## Instructions for the task
Whenever a line below mentions the word "format", that line should be copied.

## Material for the task
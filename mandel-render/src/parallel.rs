use std::{num::NonZeroUsize, sync::mpsc, time::Instant};

use mandel_core::{Error, Framebuffer, RenderResult, Size, ViewParameters};

use crate::{
    dispatcher::{self, StripResult},
    Renderer,
};

/// Worker count used when hardware concurrency can't be detected.
const FALLBACK_WORKERS: usize = 4;

/// The number of hardware threads, or four if unknown.
pub fn default_workers() -> usize {
    std::thread::available_parallelism()
        .map(NonZeroUsize::get)
        .unwrap_or(FALLBACK_WORKERS)
}

/// Fork-join backend.
///
/// Each draw is cut into horizontal strips, one per worker; strips are computed on a
/// thread pool that lives as long as the renderer, and copied into a fresh framebuffer
/// as they arrive. The framebuffer is only replaced once every strip is in.
pub struct ParallelRenderer {
    pool: rayon::ThreadPool,
    workers: usize,
    framebuffer: Framebuffer,
}

impl ParallelRenderer {
    pub fn new() -> Result<Self, Error> {
        Self::with_workers(default_workers())
    }

    pub fn with_workers(workers: usize) -> Result<Self, Error> {
        if workers < 1 {
            return Err(Error::InvalidArgument("must provide >=1 worker".to_string()));
        }
        let pool = rayon::ThreadPoolBuilder::new()
            .num_threads(workers)
            .thread_name(|i| format!("strip-worker-{}", i))
            .build()
            .map_err(|v| Error::Internal(format!("error creating thread pool: {}", v)))?;

        Ok(ParallelRenderer {
            pool,
            workers,
            framebuffer: Framebuffer::new(Size {
                width: 0,
                height: 0,
            }),
        })
    }

    pub fn workers(&self) -> usize {
        self.workers
    }
}

impl Renderer for ParallelRenderer {
    fn name(&self) -> &'static str {
        "parallel"
    }

    fn draw(&mut self, params: &ViewParameters) -> Result<RenderResult, Error> {
        params.validate()?;
        let span = tracing::info_span!("draw", backend = self.name(), workers = self.workers);
        let _guard = span.enter();

        let start = Instant::now();
        let units = dispatcher::partition(params, self.workers);
        let mut pending = units.len();

        let (results, completed) = mpsc::channel::<StripResult>();
        for unit in units {
            let results = results.clone();
            // spawn_fifo so strips start in row order.
            self.pool.spawn_fifo(move || {
                // The receiver only hangs up if the draw already failed.
                let _ = results.send(unit.run());
            });
        }
        drop(results);
        tracing::debug!(pending, "strips dispatched");

        let mut frame = Framebuffer::new(params.size());
        while pending > 0 {
            let strip = completed
                .recv()
                .map_err(|_| Error::Internal("strip worker hung up".to_string()))?;
            frame.write_rows(strip.start_row, &strip.pixels)?;
            pending -= 1;
            tracing::trace!(
                start_row = strip.start_row,
                end_row = strip.end_row,
                pending,
                "strip joined"
            );
        }

        self.framebuffer = frame;
        let result = RenderResult::since(start);
        tracing::debug!(elapsed_ms = result.elapsed_ms, "parallel draw complete");
        Ok(result)
    }

    fn framebuffer(&self) -> &Framebuffer {
        &self.framebuffer
    }
}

## Answer box
            .thread_name(|i| format!("strip-worker-{}", i))
            .map_err(|v| Error::Internal(format!("error creating thread pool: {}", v)))?;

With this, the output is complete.